╭──

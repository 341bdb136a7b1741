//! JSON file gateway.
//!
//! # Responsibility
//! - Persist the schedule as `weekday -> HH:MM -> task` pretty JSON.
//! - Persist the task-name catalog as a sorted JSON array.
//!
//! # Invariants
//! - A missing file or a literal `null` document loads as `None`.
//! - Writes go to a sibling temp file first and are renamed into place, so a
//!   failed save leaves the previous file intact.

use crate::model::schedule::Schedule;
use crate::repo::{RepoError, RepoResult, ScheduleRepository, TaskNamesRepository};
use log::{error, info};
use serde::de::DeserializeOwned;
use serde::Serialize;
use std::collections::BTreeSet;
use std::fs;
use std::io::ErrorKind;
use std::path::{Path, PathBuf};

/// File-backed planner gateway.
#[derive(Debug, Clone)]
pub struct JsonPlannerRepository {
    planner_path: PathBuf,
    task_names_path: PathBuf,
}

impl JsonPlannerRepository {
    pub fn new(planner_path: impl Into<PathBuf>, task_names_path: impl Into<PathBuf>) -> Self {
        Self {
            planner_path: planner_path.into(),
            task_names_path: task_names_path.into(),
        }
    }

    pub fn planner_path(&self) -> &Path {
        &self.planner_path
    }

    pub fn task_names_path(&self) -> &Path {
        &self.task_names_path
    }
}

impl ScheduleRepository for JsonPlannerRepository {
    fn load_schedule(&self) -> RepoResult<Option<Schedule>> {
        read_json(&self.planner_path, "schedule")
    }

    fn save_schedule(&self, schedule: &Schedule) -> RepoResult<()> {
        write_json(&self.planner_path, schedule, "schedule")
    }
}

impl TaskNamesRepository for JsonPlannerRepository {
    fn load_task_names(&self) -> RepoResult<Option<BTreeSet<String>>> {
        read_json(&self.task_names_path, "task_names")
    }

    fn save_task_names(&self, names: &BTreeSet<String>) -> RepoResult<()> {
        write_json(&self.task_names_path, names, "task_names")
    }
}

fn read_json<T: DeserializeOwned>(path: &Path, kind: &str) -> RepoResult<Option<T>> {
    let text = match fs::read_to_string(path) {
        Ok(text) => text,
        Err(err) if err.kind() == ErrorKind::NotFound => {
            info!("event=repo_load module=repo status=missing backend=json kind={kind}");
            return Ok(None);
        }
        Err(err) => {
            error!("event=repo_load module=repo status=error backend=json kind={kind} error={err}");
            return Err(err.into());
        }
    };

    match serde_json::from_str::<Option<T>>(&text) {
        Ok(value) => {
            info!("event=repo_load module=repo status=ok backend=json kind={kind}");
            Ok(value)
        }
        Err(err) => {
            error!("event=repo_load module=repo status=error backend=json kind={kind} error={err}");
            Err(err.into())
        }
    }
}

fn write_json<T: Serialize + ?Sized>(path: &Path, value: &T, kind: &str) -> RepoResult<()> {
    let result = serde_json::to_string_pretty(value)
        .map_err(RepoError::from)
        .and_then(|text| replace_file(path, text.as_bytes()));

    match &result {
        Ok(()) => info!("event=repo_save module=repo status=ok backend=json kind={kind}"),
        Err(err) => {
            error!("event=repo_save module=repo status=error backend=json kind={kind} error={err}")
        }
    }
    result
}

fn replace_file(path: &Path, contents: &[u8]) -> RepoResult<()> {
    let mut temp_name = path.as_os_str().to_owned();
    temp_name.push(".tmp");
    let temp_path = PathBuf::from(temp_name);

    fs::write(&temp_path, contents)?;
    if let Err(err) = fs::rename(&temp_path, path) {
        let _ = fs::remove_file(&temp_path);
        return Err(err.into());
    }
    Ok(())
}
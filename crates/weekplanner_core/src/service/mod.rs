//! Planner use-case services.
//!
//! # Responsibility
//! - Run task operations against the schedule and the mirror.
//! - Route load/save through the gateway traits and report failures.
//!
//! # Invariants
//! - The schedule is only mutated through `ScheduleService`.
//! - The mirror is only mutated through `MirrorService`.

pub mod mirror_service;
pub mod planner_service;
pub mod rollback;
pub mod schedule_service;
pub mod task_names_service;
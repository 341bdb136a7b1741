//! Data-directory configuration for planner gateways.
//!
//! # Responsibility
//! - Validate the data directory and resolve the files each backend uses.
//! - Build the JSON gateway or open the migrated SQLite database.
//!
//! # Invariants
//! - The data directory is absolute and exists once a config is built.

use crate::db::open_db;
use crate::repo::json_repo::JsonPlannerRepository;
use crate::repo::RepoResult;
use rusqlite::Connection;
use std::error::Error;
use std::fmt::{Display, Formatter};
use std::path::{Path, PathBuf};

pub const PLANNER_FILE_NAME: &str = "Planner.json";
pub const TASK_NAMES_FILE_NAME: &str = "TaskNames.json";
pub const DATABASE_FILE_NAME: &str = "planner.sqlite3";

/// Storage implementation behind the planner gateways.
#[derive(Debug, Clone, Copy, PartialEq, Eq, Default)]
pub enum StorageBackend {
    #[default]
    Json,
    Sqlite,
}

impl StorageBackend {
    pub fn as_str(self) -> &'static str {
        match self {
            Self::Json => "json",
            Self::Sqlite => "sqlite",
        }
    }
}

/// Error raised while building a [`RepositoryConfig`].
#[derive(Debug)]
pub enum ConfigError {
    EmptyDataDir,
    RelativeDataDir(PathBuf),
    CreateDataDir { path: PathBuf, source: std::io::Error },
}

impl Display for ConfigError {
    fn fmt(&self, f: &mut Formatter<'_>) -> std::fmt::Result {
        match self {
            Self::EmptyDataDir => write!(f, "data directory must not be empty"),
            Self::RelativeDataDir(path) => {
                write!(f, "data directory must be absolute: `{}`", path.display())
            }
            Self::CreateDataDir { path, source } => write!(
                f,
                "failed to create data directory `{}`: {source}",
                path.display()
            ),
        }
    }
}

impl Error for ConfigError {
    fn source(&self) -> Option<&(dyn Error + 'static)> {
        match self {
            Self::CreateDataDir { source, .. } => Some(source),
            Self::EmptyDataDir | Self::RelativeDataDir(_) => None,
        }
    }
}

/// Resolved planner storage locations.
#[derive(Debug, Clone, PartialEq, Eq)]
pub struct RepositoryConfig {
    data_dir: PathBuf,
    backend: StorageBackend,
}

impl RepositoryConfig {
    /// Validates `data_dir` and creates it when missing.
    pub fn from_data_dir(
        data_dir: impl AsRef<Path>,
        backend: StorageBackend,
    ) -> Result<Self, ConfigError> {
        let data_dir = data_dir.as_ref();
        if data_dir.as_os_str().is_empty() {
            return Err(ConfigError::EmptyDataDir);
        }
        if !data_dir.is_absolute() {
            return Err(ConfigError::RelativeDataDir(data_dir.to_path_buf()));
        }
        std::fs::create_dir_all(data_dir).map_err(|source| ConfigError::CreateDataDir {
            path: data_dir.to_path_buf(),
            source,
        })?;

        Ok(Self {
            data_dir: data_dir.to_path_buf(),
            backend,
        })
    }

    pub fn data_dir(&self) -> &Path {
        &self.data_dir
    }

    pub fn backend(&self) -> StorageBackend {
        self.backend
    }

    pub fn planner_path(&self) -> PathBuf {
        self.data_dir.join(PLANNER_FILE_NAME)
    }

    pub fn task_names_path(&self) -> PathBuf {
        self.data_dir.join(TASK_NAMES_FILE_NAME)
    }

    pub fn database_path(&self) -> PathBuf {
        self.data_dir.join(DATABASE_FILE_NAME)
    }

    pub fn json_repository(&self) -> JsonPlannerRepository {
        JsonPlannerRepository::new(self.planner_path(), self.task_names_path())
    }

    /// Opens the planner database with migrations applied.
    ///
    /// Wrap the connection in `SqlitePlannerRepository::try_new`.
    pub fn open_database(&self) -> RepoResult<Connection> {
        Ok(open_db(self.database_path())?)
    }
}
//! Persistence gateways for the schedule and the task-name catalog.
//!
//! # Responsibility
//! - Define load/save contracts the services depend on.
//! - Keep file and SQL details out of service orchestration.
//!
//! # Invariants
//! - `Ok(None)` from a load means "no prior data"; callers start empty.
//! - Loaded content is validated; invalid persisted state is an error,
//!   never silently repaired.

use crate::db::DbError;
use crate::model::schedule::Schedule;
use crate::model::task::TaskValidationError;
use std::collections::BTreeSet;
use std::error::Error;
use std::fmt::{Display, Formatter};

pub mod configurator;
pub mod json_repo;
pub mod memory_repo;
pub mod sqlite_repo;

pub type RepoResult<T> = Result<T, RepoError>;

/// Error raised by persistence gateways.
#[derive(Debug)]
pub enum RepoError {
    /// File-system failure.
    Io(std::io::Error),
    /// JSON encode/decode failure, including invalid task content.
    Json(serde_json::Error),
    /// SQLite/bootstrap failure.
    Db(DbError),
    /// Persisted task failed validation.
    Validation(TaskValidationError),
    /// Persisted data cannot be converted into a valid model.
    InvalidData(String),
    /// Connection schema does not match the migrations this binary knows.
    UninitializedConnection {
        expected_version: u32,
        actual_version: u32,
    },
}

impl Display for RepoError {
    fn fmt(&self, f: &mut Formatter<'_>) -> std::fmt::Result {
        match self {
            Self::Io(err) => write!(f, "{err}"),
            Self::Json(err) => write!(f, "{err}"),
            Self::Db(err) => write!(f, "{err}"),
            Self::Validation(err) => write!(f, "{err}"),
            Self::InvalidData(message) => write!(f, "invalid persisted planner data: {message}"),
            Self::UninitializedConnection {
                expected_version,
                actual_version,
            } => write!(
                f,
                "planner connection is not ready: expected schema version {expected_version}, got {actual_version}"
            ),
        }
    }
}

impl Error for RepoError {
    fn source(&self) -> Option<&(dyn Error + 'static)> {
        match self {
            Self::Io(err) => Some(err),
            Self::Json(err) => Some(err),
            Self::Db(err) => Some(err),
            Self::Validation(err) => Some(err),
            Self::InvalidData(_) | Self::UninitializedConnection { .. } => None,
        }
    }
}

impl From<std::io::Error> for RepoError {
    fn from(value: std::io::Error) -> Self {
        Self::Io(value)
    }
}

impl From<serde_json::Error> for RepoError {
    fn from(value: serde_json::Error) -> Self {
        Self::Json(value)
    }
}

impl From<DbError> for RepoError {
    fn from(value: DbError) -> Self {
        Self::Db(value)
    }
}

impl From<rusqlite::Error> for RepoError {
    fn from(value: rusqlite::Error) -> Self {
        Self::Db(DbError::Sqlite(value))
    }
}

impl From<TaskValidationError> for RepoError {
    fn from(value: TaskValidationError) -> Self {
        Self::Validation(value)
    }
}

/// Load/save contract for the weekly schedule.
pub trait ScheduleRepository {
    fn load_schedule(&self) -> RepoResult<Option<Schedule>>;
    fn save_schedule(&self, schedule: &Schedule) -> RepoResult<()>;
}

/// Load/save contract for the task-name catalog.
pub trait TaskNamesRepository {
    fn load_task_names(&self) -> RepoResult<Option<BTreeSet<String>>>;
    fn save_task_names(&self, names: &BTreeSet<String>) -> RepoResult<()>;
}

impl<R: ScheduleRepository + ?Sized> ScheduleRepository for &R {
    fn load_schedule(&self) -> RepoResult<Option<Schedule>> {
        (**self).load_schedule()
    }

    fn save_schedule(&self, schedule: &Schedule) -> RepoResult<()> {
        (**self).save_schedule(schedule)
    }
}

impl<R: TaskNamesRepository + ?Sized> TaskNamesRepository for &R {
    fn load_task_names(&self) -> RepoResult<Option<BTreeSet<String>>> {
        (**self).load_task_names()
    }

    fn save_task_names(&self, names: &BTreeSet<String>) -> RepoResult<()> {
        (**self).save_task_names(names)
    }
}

╰──

EXERCISE DETAILS:
Where the listing above has a line with "- The mirror", start there, and output every line exactly through the line with "the planner gateways.", which is also included.

SOLUTION TO THIS PROBLEM:
//! - The mirror is only mutated through `MirrorService`.

pub mod mirror_service;
pub mod planner_service;
pub mod rollback;
pub mod schedule_service;
pub mod task_names_service;
repository 341bdb136a7b1741
//! Data-directory configuration for planner gateways.
//!
//! # Responsibility
//! - Validate the data directory and resolve the files each backend uses.
//! - Build the JSON gateway or open the migrated SQLite database.
//!
//! # Invariants
//! - The data directory is absolute and exists once a config is built.

use crate::db::open_db;
use crate::repo::json_repo::JsonPlannerRepository;
use crate::repo::RepoResult;
use rusqlite::Connection;
use std::error::Error;
use std::fmt::{Display, Formatter};
use std::path::{Path, PathBuf};

pub const PLANNER_FILE_NAME: &str = "Planner.json";
pub const TASK_NAMES_FILE_NAME: &str = "TaskNames.json";
pub const DATABASE_FILE_NAME: &str = "planner.sqlite3";

/// Storage implementation behind the planner gateways.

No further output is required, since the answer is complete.